When the string "that" is part of a line in the data below, report the whole line.
━━━━━━━━━━
//! Advisory bracket cache.
//!
//! A successful search stores its area bracket keyed by process and gas, and
//! later searches try that bracket first. Entries are hints only: a missing,
//! stale, or unusable entry falls back to the default bracket, so any cache
//! implementation (including [`NoCache`]) gives the same answers.

use std::{collections::HashMap, fmt};

use jiff::{SignedDuration, Timestamp};
use uom::si::f64::Area;

use super::Process;

/// Cache key: the process direction and the gas name.
#[derive(Debug, Clone, PartialEq, Eq, Hash)]
pub struct CacheKey {
    pub process: Process,
    pub gas: String,
}

impl CacheKey {
    #[must_use]
    pub fn new(process: Process, gas: impl Into<String>) -> Self {
        Self {
            process,
            gas: gas.into(),
        }
    }
}

/// An area bracket from a previous search.
#[derive(Debug, Clone, Copy, PartialEq)]
pub struct AreaBracket {
    pub low: Area,
    pub high: Area,
}

/// Storage for bracket hints.
pub trait BracketCache {
    /// Returns the stored bracket for `key`, if one is available.
    fn get(&self, key: &CacheKey) -> Option<AreaBracket>;

    /// Stores a bracket for `key`, replacing any previous one.
    fn put(&mut self, key: CacheKey, bracket: AreaBracket);
}

/// A cache that stores nothing.
#[derive(Debug, Clone, Copy, Default, PartialEq, Eq)]
pub struct NoCache;

impl BracketCache for NoCache {
    fn get(&self, _key: &CacheKey) -> Option<AreaBracket> {
        None
    }

    fn put(&mut self, _key: CacheKey, _bracket: AreaBracket) {}
}

/// A stored bracket and when it was stored.
#[derive(Debug, Clone, Copy, PartialEq)]
pub struct CacheEntry {
    pub bracket: AreaBracket,
    pub timestamp: Timestamp,
}

/// In-memory cache whose entries expire after a time-to-live.
///
/// The clock is injectable so expiry can be tested deterministically.
pub struct MemoryCache<C = fn() -> Timestamp> {
    entries: HashMap<CacheKey, CacheEntry>,
    ttl: SignedDuration,
    clock: C,
}

impl MemoryCache {
    /// Creates an empty cache using the system clock and a one hour TTL.
    #[must_use]
    pub fn new() -> Self {
        Self::with_clock(Timestamp::now)
    }
}

impl Default for MemoryCache {
    fn default() -> Self {
        Self::new()
    }
}

impl<C: Fn() -> Timestamp> MemoryCache<C> {
    pub const DEFAULT_TTL: SignedDuration = SignedDuration::from_secs(3600);

    /// Creates an empty cache reading time from `clock`.
    pub fn with_clock(clock: C) -> Self {
        Self {
            entries: HashMap::new(),
            ttl: Self::DEFAULT_TTL,
            clock,
        }
    }

    #[must_use]
    pub fn with_ttl(mut self, ttl: SignedDuration) -> Self {
        self.ttl = ttl;
        self
    }

    /// Returns the raw entry for `key`, fresh or not.
    #[must_use]
    pub fn entry(&self, key: &CacheKey) -> Option<&CacheEntry> {
        self.entries.get(key)
    }

    #[must_use]
    pub fn len(&self) -> usize {
        self.entries.len()
    }

    #[must_use]
    pub fn is_empty(&self) -> bool {
        self.entries.is_empty()
    }

    /// Drops every entry older than the TTL.
    pub fn evict_stale(&mut self) {
        let now = (self.clock)();
        let ttl = self.ttl;
        self.entries
            .retain(|_, entry| now.duration_since(entry.timestamp) <= ttl);
    }

    fn is_fresh(&self, entry: &CacheEntry) -> bool {
        (self.clock)().duration_since(entry.timestamp) <= self.ttl
    }
}

impl<C: Fn() -> Timestamp> BracketCache for MemoryCache<C> {
    fn get(&self, key: &CacheKey) -> Option<AreaBracket> {
        self.entries
            .get(key)
            .filter(|entry| self.is_fresh(entry))
            .map(|entry| entry.bracket)
    }

    fn put(&mut self, key: CacheKey, bracket: AreaBracket) {
        let timestamp = (self.clock)();
        self.entries.insert(key, CacheEntry { bracket, timestamp });
    }
}

impl<C> fmt::Debug for MemoryCache<C> {
    fn fmt(&self, f: &mut fmt::Formatter<'_>) -> fmt::Result {
        f.debug_struct("MemoryCache")
            .field("entries", &self.entries)
            .field("ttl", &self.ttl)
            .finish_non_exhaustive()
    }
}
━━━━━━━━━━
▸ **Reply**
//! later searches try that bracket first. Entries are hints only: a missing,
/// A cache that stores nothing.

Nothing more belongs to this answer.